Vengo a comentar esta de “Rinconete y Cortadillo”, quizás por parecerme tan cercana y motivadora en el tiempo sobre nuestras visibles costumbres ejemplares. La novela está tan llena de poesía, como plagada de ella, nuestra hacendosa vida cotidiana. Y porque es un honor, en esencia íntima, comprobar el poco cambio de espíritu que alberga nuestro ambiente, pese al tiempo que nos lleva arrastrando la comedia y la perspectiva con que Miguel de Cervantes Saavedra mide nuestro carácter hacedor.

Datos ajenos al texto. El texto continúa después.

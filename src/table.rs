use crate::errors::PipelineError;
use crate::types::ColumnName;

/// Header row plus string cells; the header names are the schema contract between stages.
#[derive(Clone, Debug, Default, PartialEq, Eq)]
pub struct Table {
    headers: Vec<ColumnName>,
    rows: Vec<Vec<String>>,
}

impl Table {
    /// Create an empty table with the given header.
    pub fn new<I, S>(headers: I) -> Self
    where
        I: IntoIterator<Item = S>,
        S: Into<ColumnName>,
    {
        Self {
            headers: headers.into_iter().map(Into::into).collect(),
            rows: Vec::new(),
        }
    }

    /// Header names in column order.
    pub fn headers(&self) -> &[ColumnName] {
        &self.headers
    }

    /// All rows; each has exactly `headers().len()` cells.
    pub fn rows(&self) -> &[Vec<String>] {
        &self.rows
    }

    /// Number of data rows, header excluded.
    pub fn len(&self) -> usize {
        self.rows.len()
    }

    /// `true` when there are no rows.
    pub fn is_empty(&self) -> bool {
        self.rows.is_empty()
    }

    /// Append a row, padding or truncating it to the header width.
    pub fn push_row(&mut self, mut row: Vec<String>) {
        row.resize(self.headers.len(), String::new());
        self.rows.push(row);
    }

    /// Position of `name`, if present.
    pub fn column_index(&self, name: &str) -> Option<usize> {
        self.headers.iter().position(|header| header == name)
    }

    /// Position of `name`, or a schema error naming `context`.
    pub fn require_column(&self, name: &str, context: &str) -> Result<usize, PipelineError> {
        self.column_index(name)
            .ok_or_else(|| PipelineError::SchemaMismatch {
                column: name.to_string(),
                context: context.to_string(),
            })
    }

    /// Cell at (`row`, `column`); empty for out-of-range positions.
    pub fn cell(&self, row: usize, column: usize) -> &str {
        self.rows
            .get(row)
            .and_then(|cells| cells.get(column))
            .map(String::as_str)
            .unwrap_or("")
    }

    /// Iterate one column top to bottom.
    pub fn column(&self, column: usize) -> impl Iterator<Item = &str> + '_ {
        self.rows
            .iter()
            .map(move |row| row.get(column).map(String::as_str).unwrap_or(""))
    }

    /// Replace every value in `column` via `f`.
    pub fn map_column<F>(&mut self, column: usize, mut f: F)
    where
        F: FnMut(&str) -> String,
    {
        for row in &mut self.rows {
            if let Some(cell) = row.get_mut(column) {
                *cell = f(cell);
            }
        }
    }

    /// Overwrite `name` with `values`, appending the column when it is new.
    ///
    /// `values` must yield one entry per row.
    pub fn set_column(&mut self, name: &str, values: Vec<String>) -> Result<(), PipelineError> {
        if values.len() != self.rows.len() {
            return Err(PipelineError::Configuration(format!(
                "column '{name}' has {} values for {} rows",
                values.len(),
                self.rows.len()
            )));
        }
        match self.column_index(name) {
            Some(idx) => {
                for (row, value) in self.rows.iter_mut().zip(values) {
                    row[idx] = value;
                }
            }
            None => {
                self.headers.push(name.to_string());
                for (row, value) in self.rows.iter_mut().zip(values) {
                    row.push(value);
                }
            }
        }
        Ok(())
    }

    /// Remove every column whose name satisfies `predicate`.
    pub fn drop_columns<P>(&mut self, mut predicate: P)
    where
        P: FnMut(&str) -> bool,
    {
        let keep: Vec<bool> = self
            .headers
            .iter()
            .map(|header| !predicate(header))
            .collect();
        if keep.iter().all(|keep| *keep) {
            return;
        }
        self.headers = retain_by_mask(std::mem::take(&mut self.headers), &keep);
        for row in &mut self.rows {
            *row = retain_by_mask(std::mem::take(row), &keep);
        }
    }
}

fn retain_by_mask<T>(values: Vec<T>, keep: &[bool]) -> Vec<T> {
    values
        .into_iter()
        .zip(keep.iter())
        .filter_map(|(value, keep)| keep.then_some(value))
        .collect()
}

La nevera está llena, que es lo que importa en casa de Monipodio. Recordemos que, Rincón y Cortado vinieron a encontrarse, como es dicho, en una “venta llamada del Molinillo”, maltrechos y casi andrajosos; con alpargatas y zapatos sin apenas suela, por los caminos que traen “de Castilla a la Andalucía”. Tierra de mucha enjundia y tranquilidad. Dos muchachos corrientes, se diría hoy en día. Pero entonces llenos de espíritu aventurero. Como era la dicha época, que nos describe Miguel de Cervantes. Estos personajes se exceden en habilidades que hacen llevar los ahorros de unos a bolsillos del otro. Algo que lleva la costumbre. Amigos de lo ajeno, se dice, y tan llevado y traído por las Españas de siempre. Profesión, que como el hambre, no se acaba, y tan afín en los dos chicos, que circulan como asociados por parajes de excelente concurrencia.

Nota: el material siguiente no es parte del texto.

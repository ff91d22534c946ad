//! Average-linkage agglomerative clustering under cosine distance.
//!
//! The full dendrogram is built with the nearest-neighbour chain algorithm
//! and Lance–Williams updates over a condensed distance matrix. Flat clusters
//! are read off by applying every merge below a distance threshold, so no
//! cluster count is fixed up front.

use std::collections::HashMap;

/// Cosine distance `1 - cos(a, b)`, clamped to `[0, 2]`.
///
/// A zero-norm vector is at distance 1 from everything.
pub fn cosine_distance(a: &[f32], b: &[f32]) -> f64 {
    let mut dot = 0.0f64;
    let mut norm_a = 0.0f64;
    let mut norm_b = 0.0f64;
    for (x, y) in a.iter().zip(b) {
        let (x, y) = (f64::from(*x), f64::from(*y));
        dot += x * y;
        norm_a += x * x;
        norm_b += y * y;
    }
    if norm_a == 0.0 || norm_b == 0.0 {
        return 1.0;
    }
    (1.0 - dot / (norm_a.sqrt() * norm_b.sqrt())).clamp(0.0, 2.0)
}

/// One agglomeration step: the clusters containing items `left` and `right`
/// joined at `distance`.
#[derive(Clone, Copy, Debug, PartialEq)]
pub struct Merge {
    /// Item standing for one merged cluster.
    pub left: usize,
    /// Item standing for the other; always greater than `left`.
    pub right: usize,
    /// Average-linkage distance at which the pair merged.
    pub distance: f64,
}

/// Complete merge history over `len` items.
#[derive(Clone, Debug, Default, PartialEq)]
pub struct Dendrogram {
    len: usize,
    merges: Vec<Merge>,
}

impl Dendrogram {
    /// Build the average-linkage dendrogram of `vectors`.
    pub fn average_linkage<V: AsRef<[f32]>>(vectors: &[V]) -> Self {
        let n = vectors.len();
        if n < 2 {
            return Self {
                len: n,
                merges: Vec::new(),
            };
        }
        let mut distances = CondensedMatrix::new(n);
        for i in 0..n {
            for j in (i + 1)..n {
                distances.set(i, j, cosine_distance(vectors[i].as_ref(), vectors[j].as_ref()));
            }
        }

        let mut size = vec![1usize; n];
        let mut active = vec![true; n];
        let mut chain: Vec<usize> = Vec::with_capacity(n);
        let mut merges = Vec::with_capacity(n - 1);

        for _ in 0..n - 1 {
            if chain.is_empty() {
                if let Some(first) = active.iter().position(|alive| *alive) {
                    chain.push(first);
                }
            }
            let (a, b) = loop {
                let Some(&tip) = chain.last() else {
                    break (0, 0);
                };
                let previous = chain.len().checked_sub(2).map(|idx| chain[idx]);
                let mut nearest = previous;
                let mut nearest_distance = previous
                    .map(|prev| distances.get(tip, prev))
                    .unwrap_or(f64::INFINITY);
                for candidate in (0..n).filter(|&k| active[k] && k != tip) {
                    let distance = distances.get(tip, candidate);
                    if distance < nearest_distance {
                        nearest = Some(candidate);
                        nearest_distance = distance;
                    }
                }
                match nearest {
                    Some(next) if Some(next) == previous => {
                        chain.truncate(chain.len() - 2);
                        break (tip, next);
                    }
                    Some(next) => chain.push(next),
                    None => break (tip, tip),
                }
            };
            if a == b {
                break;
            }

            let distance = distances.get(a, b);
            merges.push(Merge {
                left: a.min(b),
                right: a.max(b),
                distance,
            });
            let (keep, gone) = (a.min(b), a.max(b));
            let (size_keep, size_gone) = (size[keep] as f64, size[gone] as f64);
            for k in (0..n).filter(|&k| active[k] && k != keep && k != gone) {
                let updated = (size_keep * distances.get(keep, k)
                    + size_gone * distances.get(gone, k))
                    / (size_keep + size_gone);
                distances.set(keep, k, updated);
            }
            active[gone] = false;
            size[keep] += size[gone];
        }

        Self { len: n, merges }
    }

    /// Number of clustered items.
    pub fn len(&self) -> usize {
        self.len
    }

    /// `true` when no items were clustered.
    pub fn is_empty(&self) -> bool {
        self.len == 0
    }

    /// Merges in the order they were performed.
    pub fn merges(&self) -> &[Merge] {
        &self.merges
    }

    /// Flat cluster label per item, applying every merge with distance
    /// strictly below `threshold`.
    ///
    /// Labels are numbered by first appearance in item order.
    pub fn cut(&self, threshold: f64) -> Vec<usize> {
        let mut sets = DisjointSet::new(self.len);
        for merge in self.merges.iter().filter(|merge| merge.distance < threshold) {
            sets.union(merge.left, merge.right);
        }
        let mut labels_by_root: HashMap<usize, usize> = HashMap::new();
        (0..self.len)
            .map(|item| {
                let root = sets.find(item);
                let next = labels_by_root.len();
                *labels_by_root.entry(root).or_insert(next)
            })
            .collect()
    }

    /// Number of flat clusters at `threshold`.
    pub fn cluster_count(&self, threshold: f64) -> usize {
        self.cut(threshold).into_iter().max().map_or(0, |max| max + 1)
    }
}

/// Upper triangle of a symmetric distance matrix without the diagonal.
struct CondensedMatrix {
    n: usize,
    values: Vec<f64>,
}

impl CondensedMatrix {
    fn new(n: usize) -> Self {
        Self {
            n,
            values: vec![0.0; n * (n - 1) / 2],
        }
    }

    fn offset(&self, i: usize, j: usize) -> usize {
        let (i, j) = if i < j { (i, j) } else { (j, i) };
        i * self.n - i * (i + 1) / 2 + (j - i - 1)
    }

    fn get(&self, i: usize, j: usize) -> f64 {
        self.values[self.offset(i, j)]
    }

    fn set(&mut self, i: usize, j: usize, value: f64) {
        let offset = self.offset(i, j);
        self.values[offset] = value;
    }
}

struct DisjointSet {
    parent: Vec<usize>,
}

impl DisjointSet {
    fn new(len: usize) -> Self {
        Self {
            parent: (0..len).collect(),
        }
    }

    fn find(&mut self, item: usize) -> usize {
        let mut root = item;
        while self.parent[root] != root {
            root = self.parent[root];
        }
        let mut current = item;
        while self.parent[current] != root {
            let next = self.parent[current];
            self.parent[current] = root;
            current = next;
        }
        root
    }

    fn union(&mut self, a: usize, b: usize) {
        let (root_a, root_b) = (self.find(a), self.find(b));
        if root_a != root_b {
            let (low, high) = (root_a.min(root_b), root_a.max(root_b));
            self.parent[high] = low;
        }
    }
}

#[cfg(test)]
mod tests {
    use super::*;

    fn approx(a: f64, b: f64) -> bool {
        (a - b).abs() < 1e-9
    }

    #[test]
    fn cosine_distance_basics() {
        assert!(approx(cosine_distance(&[1.0, 0.0], &[2.0, 0.0]), 0.0));
        assert!(approx(cosine_distance(&[1.0, 0.0], &[0.0, 3.0]), 1.0));
        assert!(approx(cosine_distance(&[1.0, 0.0], &[-1.0, 0.0]), 2.0));
        assert!(approx(cosine_distance(&[0.0, 0.0], &[1.0, 0.0]), 1.0));
    }

    #[test]
    fn average_linkage_uses_mean_pairwise_distance() {
        let vectors = vec![vec![1.0f32, 0.0], vec![1.0, 0.1], vec![0.0, 1.0]];
        let dendrogram = Dendrogram::average_linkage(&vectors);
        let merges = dendrogram.merges();
        assert_eq!(merges.len(), 2);
        let d_ab = cosine_distance(&vectors[0], &vectors[1]);
        let d_ac = cosine_distance(&vectors[0], &vectors[2]);
        let d_bc = cosine_distance(&vectors[1], &vectors[2]);
        assert_eq!((merges[0].left, merges[0].right), (0, 1));
        assert!(approx(merges[0].distance, d_ab));
        assert!(approx(merges[1].distance, (d_ac + d_bc) / 2.0));
    }

    #[test]
    fn cut_labels_follow_first_appearance() {
        let vectors = vec![
            vec![0.0f32, 1.0],
            vec![1.0, 0.0],
            vec![0.05, 1.0],
            vec![1.0, 0.02],
        ];
        let dendrogram = Dendrogram::average_linkage(&vectors);
        assert_eq!(dendrogram.cut(0.3), vec![0, 1, 0, 1]);
        assert_eq!(dendrogram.cut(1e-9), vec![0, 1, 2, 3]);
        assert_eq!(dendrogram.cut(1.5), vec![0, 0, 0, 0]);
    }

    #[test]
    fn cluster_count_is_monotone_in_threshold() {
        let vectors: Vec<Vec<f32>> = (0..24)
            .map(|i| {
                let angle = (i as f32) * 0.37 + ((i * i) % 7) as f32 * 0.11;
                vec![angle.cos(), angle.sin(), ((i % 5) as f32) * 0.2]
            })
            .collect();
        let dendrogram = Dendrogram::average_linkage(&vectors);
        assert_eq!(dendrogram.merges().len(), vectors.len() - 1);
        let mut previous = usize::MAX;
        for step in 1..=40 {
            let count = dendrogram.cluster_count(step as f64 * 0.05);
            assert!(count <= previous, "count rose at step {step}");
            previous = count;
        }
        assert_eq!(dendrogram.cluster_count(2.5), 1);
    }

    #[test]
    fn degenerate_inputs() {
        let empty: Vec<Vec<f32>> = Vec::new();
        assert!(Dendrogram::average_linkage(&empty).cut(0.3).is_empty());
        let single = vec![vec![1.0f32]];
        assert_eq!(Dendrogram::average_linkage(&single).cut(0.3), vec![0]);
    }
}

Ellos, ojo avizor, no pierden una, como buenos ociosos, apropiándose, como sana costumbre que tenían, de todo lo que pueden. Pero eso sí, con una elegancia de oficio delicado, hoy perdida, desde un punto de vista profesional, se entiende. Este oficio que hoy en día, trocado sin estilo, sin clase y violentísimo hasta extremos grotescos y salvajes. Dados al daño físico más que al refinamiento, que decirse pudiera casi de arte por su ejecución. Hoy por su descaro vandálico. Y por si fuera poco, y circunstancias humanitarias, entonces, como hoy, que en esto no ha habido cambio, también vadeaban  los sicarios. Es curioso observar  lo poco que en esto, ha cambiado la condición humana pese a tanto tiempo transcurrido.

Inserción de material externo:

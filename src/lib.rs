#![doc = include_str!("../README.md")]
#![warn(missing_docs)]

/// Command-line runner behind the `uicrit` binary.
pub mod apps;
/// Average-linkage clustering over cosine distance.
pub mod cluster;
/// Stage configuration types.
pub mod config;
/// Centralized constants used across stages.
pub mod constants;
/// Record, comment slot and triple types.
pub mod data;
/// Critique triple extraction.
pub mod extract;
/// Wide-to-long pivot of extracted triples.
pub mod flatten;
/// Aggregate metrics helpers.
pub mod metrics;
/// Parse trees, annotation stores, word vectors and stop words.
pub mod nlp;
/// Phrase clustering and normalization.
pub mod normalize;
/// Comment segmentation.
pub mod segment;
/// In-memory CSV table.
pub mod table;
/// Task verb and object extraction.
pub mod task;
/// Inverse document frequency over task objects.
pub mod tfidf;
/// CSV transports (filesystem today).
pub mod transport;
/// Shared type aliases.
pub mod types;
/// Text normalization helpers.
pub mod utils;

mod errors;

pub use cluster::{Dendrogram, Merge, cosine_distance};
pub use config::{
    ClusterConfig, ClusterScope, ExtractorConfig, ModelConfig, OutputConfig, PipelineConfig,
    SegmenterConfig, SimplificationMethod, TaskConfig,
};
pub use data::{CommentSlot, CommentType, CritiqueTriple, PhraseCluster, Record, TaskExtraction};
pub use errors::PipelineError;
pub use extract::{CritiqueExtractor, ExtractionReport};
pub use flatten::{FlattenReport, to_long};
pub use metrics::{ClusterSummary, ExtractionCoverage};
pub use nlp::{AnnotationStore, DependencyParser, Doc, LanguageModel, StopWords, WordVectors};
pub use normalize::{NormalizationMap, NormalizeReport, PhraseClustering};
pub use segment::{SegmentReport, segment_comments};
pub use table::Table;
pub use task::{ParsedTask, TaskExtractor, TaskReport};
pub use tfidf::IdfTable;
pub use types::{AnnotatedText, ColumnName, Lemma, Phrase, RecordId, Vector};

“En esto Cortado y Rincón, se dieron tan buenas mañas en servir a los caminantes […], que “por no perder la ocasión tan buena del viaje de ir a Sevilla, donde ellos tenían grandes deseos de verse”. Ciudad en que se establecen con otros, avistados de aquellos por oficio semejante. Que habelos, hailos. Y muy pronto asilados como miembros efectivos de la acogedora casa hermandad de Monipodio. Quien le deja por sobrenombre Rinconete y Cortadillo. Casa consagrada y consabida de Corte de pícaros y extraviados. No era cuestión  quizá, de mudar de fortuna, si no de tierras. Recuérdese que Sevilla era en esa época, capital económica del reino, y por ello más que por otra causa, propicia para el pillaje. Y brinda en ello una hermosa ocasión de picaresca y ocio, incluido el hacerse devotos y caritativos y piadosos, para impartir la más limpia y cáustica justicia donde no la había, mediante el sistematizado medio del sicario. ¡Qué complicado mundo este de los hombres errantes del ocio vacío y miserable!

Como desenlace, en verdad, Cervantes, hombre de vital experiencia y gran psicología, nos viene y no a otra cosa que, hacer con esta novela cortísima de “Rinconete y Cortadillo”, un precioso retrato de la vida y sociedad sevillana de la época en que vive su autor en la susodicha ciudad y su entorno. Viniendo a probar, como colofón y a decir, como hombre impregnado, empapado de la cultura renacentista en que se ha formado, que no le gusta lo que ve. Y como acto de provecho, nos muestra el arrepentimiento. Camino que marca como recomendación el propio Rinconete que “propuso en sí de aconsejar a su compañero no durasen mucho en aquella vida tan perdida y tan mala”. A fin de cuentas -digo-, gobernada por Monipodio, personaje este iletrado, “hombre bárbaro, rústico y desalmado”. Y finalmente -dice-, “exageraba cuán descuidada justicia había en aquella tan famosa ciudad de Sevilla”. Amén. Pues parece bien y rico el de otear, y hacer depuración del fondo de lo malo, malo, que hay, de entre lo mucho bueno y tanta deslumbrante belleza.